The afternoon session moved to the Salle Corbusier of the Pavillon Suisse, with its stunning Le Corbusier mural. American artist Frank O’Cain provided a workshop based around a theme of ‘Drawing out the Essence’. Attendees were invited to participate in a pastel drawing, but rather than aiming for a collaborative effort, as with David Black’s project, here the aim was to overwrite the work of others, to smudge previous marks into an oblivion formed by newness. This palimpsest of drawing forced an abstract pattern to emerge in which new senses could then be traced, the additions mapped to draw out recurring themes and concerns.
Next, Puerto Rican artist Rosa Ibarra gave a touching talk about her work with the women in a young offender’s institute. Perhaps the most practical application of the theories underlying the Making Sense movement, Ms Ibarra described how she has brought the girls a sense of themselves through engaging in art with them – a practice which stemmed from Ibarra initially offering to draw them as a way of encouraging them to sit calm and still in order to avoid confrontations.

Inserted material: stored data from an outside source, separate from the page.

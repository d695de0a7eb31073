//! Uploads local files into the platform's temporary storage so they can be
//! used as task inputs.
//!
//! Two steps: fetch a pre-signed upload policy for the target model, then POST
//! the file as multipart form straight to the storage host. The result is an
//! `oss://` URL, valid for 48 hours, which requests may reference in place of
//! an http URL.
//!
//! Files kept on the platform can also be listed, inspected and deleted.

use std::{
    path::{Path, PathBuf},
    time::Duration,
};

use log::{info, warn};
use reqwest::multipart::{Form, Part};
use serde::Deserialize;

use crate::{Connection, Error, Result, error::ensure_arg, error::TransportError, media};

pub const MAX_FILE_SIZE: u64 = 100 * 1024 * 1024;
pub const UPLOAD_VALIDITY: Duration = Duration::from_secs(48 * 60 * 60);
pub const DEFAULT_MODEL: &str = "qwen-vl-plus";
pub const DEFAULT_LIST_LIMIT: u32 = 20;
const UPLOADS_PATH: &str = "uploads";

#[derive(Debug, Clone, PartialEq, Eq)]
pub struct FileInfo {
    pub path: PathBuf,
    pub name: String,
    pub size: u64,
    pub mime_type: &'static str,
}

#[derive(Debug, Clone, PartialEq, Eq)]
pub struct UploadedFile {
    pub oss_url: String,
    pub file: FileInfo,
    pub validity: Duration,
}

/// Credentials for one direct upload to the storage host
#[derive(Debug, Clone, Deserialize)]
pub struct UploadPolicy {
    pub policy: String,
    pub signature: String,
    pub upload_dir: String,
    pub upload_host: String,
    pub expire_in_seconds: Option<u64>,
    pub max_file_size_mb: Option<u64>,
    pub oss_access_key_id: String,
    pub x_oss_object_acl: String,
    pub x_oss_forbid_overwrite: String,
}

#[derive(Debug, Deserialize)]
struct PolicyResponse {
    data: Option<UploadPolicy>,
}

/// A file the platform keeps for this account
#[derive(Debug, Clone, PartialEq, Eq, Deserialize)]
pub struct RemoteFile {
    #[serde(alias = "id")]
    pub file_id: String,
    pub name: Option<String>,
    pub size: Option<u64>,
    pub purpose: Option<String>,
    pub url: Option<String>,
    #[serde(alias = "gmt_create")]
    pub created_at: Option<String>,
}

#[derive(Debug, Clone, PartialEq, Eq, Default, Deserialize)]
pub struct FileList {
    #[serde(default)]
    pub files: Vec<RemoteFile>,
    pub total: Option<u64>,
}

#[derive(Debug, Deserialize)]
struct DataResponse<T> {
    data: Option<T>,
}

impl<T> DataResponse<T> {
    fn into_data(self, what: &str) -> Result<T> {
        self.data
            .ok_or_else(|| Error::MalformedResponse(format!("no data in {what} response")))
    }
}

pub fn mime_type(extension: &str) -> Option<&'static str> {
    Some(match extension.to_ascii_lowercase().as_str() {
        "jpg" | "jpeg" => "image/jpeg",
        "png" => "image/png",
        "gif" => "image/gif",
        "bmp" => "image/bmp",
        "webp" => "image/webp",
        "mp4" => "video/mp4",
        "avi" => "video/x-msvideo",
        "mov" => "video/quicktime",
        "wmv" => "video/x-ms-wmv",
        "flv" => "video/x-flv",
        "mkv" => "video/x-matroska",
        "mp3" => "audio/mpeg",
        "wav" => "audio/wav",
        "aac" => "audio/aac",
        "flac" => "audio/flac",
        "ogg" => "audio/ogg",
        "pdf" => "application/pdf",
        "txt" => "text/plain",
        "doc" => "application/msword",
        "docx" => "application/vnd.openxmlformats-officedocument.wordprocessingml.document",
        _ => return None,
    })
}

/// Checks that `path` is an uploadable file without reading it.
pub async fn inspect(path: &Path) -> Result<FileInfo> {
    let meta = match tokio::fs::metadata(path).await {
        Ok(meta) => meta,
        Err(e) if e.kind() == std::io::ErrorKind::NotFound => {
            return Err(Error::InvalidArgument(format!(
                "{} does not exist",
                path.display()
            )));
        }
        Err(e) => return Err(e.into()),
    };
    ensure_arg!(meta.is_file(), "{} is not a file", path.display());
    ensure_arg!(
        meta.len() <= MAX_FILE_SIZE,
        "{} is {} bytes, at most {MAX_FILE_SIZE} are allowed",
        path.display(),
        meta.len()
    );

    let extension = path
        .extension()
        .map(|e| e.to_string_lossy().into_owned())
        .unwrap_or_default();
    let Some(mime_type) = mime_type(&extension) else {
        return Err(Error::InvalidArgument(format!(
            "unsupported file type {extension:?} for {}",
            path.display()
        )));
    };

    Ok(FileInfo {
        path: path.to_path_buf(),
        name: path
            .file_name()
            .map(|n| n.to_string_lossy().into_owned())
            .unwrap_or_default(),
        size: meta.len(),
        mime_type,
    })
}

pub async fn get_policy(conn: &Connection, model: &str) -> Result<UploadPolicy> {
    let request = conn
        .get(UPLOADS_PATH)
        .query(&[("action", "getPolicy"), ("model", model)]);
    conn.send_json::<PolicyResponse>(request)
        .await?
        .data
        .ok_or_else(|| Error::MalformedResponse("no data in upload policy response".into()))
}

/// Posts the file to the storage host named by `policy` and returns its `oss://` URL.
pub async fn post_to_storage(
    http: &reqwest::Client,
    policy: &UploadPolicy,
    file: &FileInfo,
) -> Result<String> {
    let key = format!("{}/{}", policy.upload_dir, file.name);
    let data = tokio::fs::read(&file.path).await?;
    let part = Part::bytes(data)
        .file_name(file.name.clone())
        .mime_str(file.mime_type)?;

    // the file has to be the last field, the storage host ignores anything after it
    let form = Form::new()
        .text("OSSAccessKeyId", policy.oss_access_key_id.clone())
        .text("Signature", policy.signature.clone())
        .text("policy", policy.policy.clone())
        .text("x-oss-object-acl", policy.x_oss_object_acl.clone())
        .text("x-oss-forbid-overwrite", policy.x_oss_forbid_overwrite.clone())
        .text("key", key.clone())
        .text("success_action_status", "200")
        .part("file", part);

    let resp = http
        .post(&policy.upload_host)
        .multipart(form)
        .timeout(media::TRANSFER_TIMEOUT)
        .send()
        .await?;
    let status = resp.status();
    if !status.is_success() {
        let body = resp.text().await.unwrap_or_default();
        return Err(TransportError::from_response(status, &body).into());
    }
    Ok(format!("oss://{key}"))
}

/// Uploads one file for use with `model`.
pub async fn upload(conn: &Connection, path: &Path, model: &str) -> Result<UploadedFile> {
    let file = inspect(path).await?;
    info!(
        "Uploading {} ({} bytes, {})",
        file.name, file.size, file.mime_type
    );

    let policy = get_policy(conn, model).await?;
    if let Some(max_mb) = policy.max_file_size_mb {
        ensure_arg!(
            file.size <= max_mb.saturating_mul(1024 * 1024),
            "{} is larger than the {max_mb} MB the upload policy allows",
            file.name
        );
    }

    let oss_url = post_to_storage(conn.http(), &policy, &file).await?;
    info!("Uploaded {} to {oss_url}", file.name);
    Ok(UploadedFile {
        oss_url,
        file,
        validity: UPLOAD_VALIDITY,
    })
}

/// Uploads files one after another. A failed file doesn't stop the rest.
pub async fn upload_many(
    conn: &Connection,
    paths: &[PathBuf],
    model: &str,
) -> Vec<(PathBuf, Result<UploadedFile>)> {
    let mut results = Vec::with_capacity(paths.len());
    for path in paths {
        let result = upload(conn, path, model).await;
        if let Err(e) = &result {
            warn!("Upload of {} failed: {e}", path.display());
        }
        results.push((path.clone(), result));
    }
    results
}

pub async fn get_file_info(conn: &Connection, file_id: &str) -> Result<RemoteFile> {
    ensure_arg!(!file_id.trim().is_empty(), "file id must not be empty");
    conn.send_json::<DataResponse<RemoteFile>>(conn.get(&format!("{UPLOADS_PATH}/{file_id}")))
        .await?
        .into_data("file info")
}

/// Lists uploaded files, newest first, optionally only those for `purpose`.
pub async fn list_files(conn: &Connection, purpose: Option<&str>, limit: u32) -> Result<FileList> {
    ensure_arg!(limit > 0, "limit must be greater than zero");
    let mut request = conn.get(UPLOADS_PATH).query(&[("limit", limit)]);
    if let Some(purpose) = purpose {
        request = request.query(&[("purpose", purpose)]);
    }
    conn.send_json::<DataResponse<FileList>>(request)
        .await?
        .into_data("file list")
}

pub async fn delete_file(conn: &Connection, file_id: &str) -> Result<()> {
    ensure_arg!(!file_id.trim().is_empty(), "file id must not be empty");
    let resp = conn
        .delete(&format!("{UPLOADS_PATH}/{file_id}"))
        .send()
        .await?;
    let status = resp.status();
    if !status.is_success() {
        let body = resp.text().await.unwrap_or_default();
        return Err(TransportError::from_response(status, &body).into());
    }
    info!("Deleted file {file_id}");
    Ok(())
}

The concluding artwork was the short film ‘Impressions’ by noted French digital artist Jacques Perconte. Through the process known as ‘datamoshing’, Perconte repeatedly took tableaux of countryside and urban life and deconstructed them into visual ‘emes’ of pixellation, before fading them into each other. This blurring of the scenes suggested an entirely new field, a shared existence between the otherwise opposed spaces. A lucid and profound exploration of the colloquium’s central theme of cross-cultural essence, Perconte’s hypnotic visuals left a lasting impression of the power art holds as a force for giving structure and understanding to a complex world. Perconte recently performed the datamoshing for my film of the year, Holy Motors, and it was an honour to meet the man himself over some delicious macarons provided by artist-in-residence Claudiane Oulette-Plamondon.
There were many more presentations, with each attempting in its own way to provide artistic methods and philosophy for betterment of the fractured world we live in. The themes of the colloquium will be taken up and expanded upon in the next meeting of the group, taking place at the Metropolitan Museum of Art in New York in July 2013.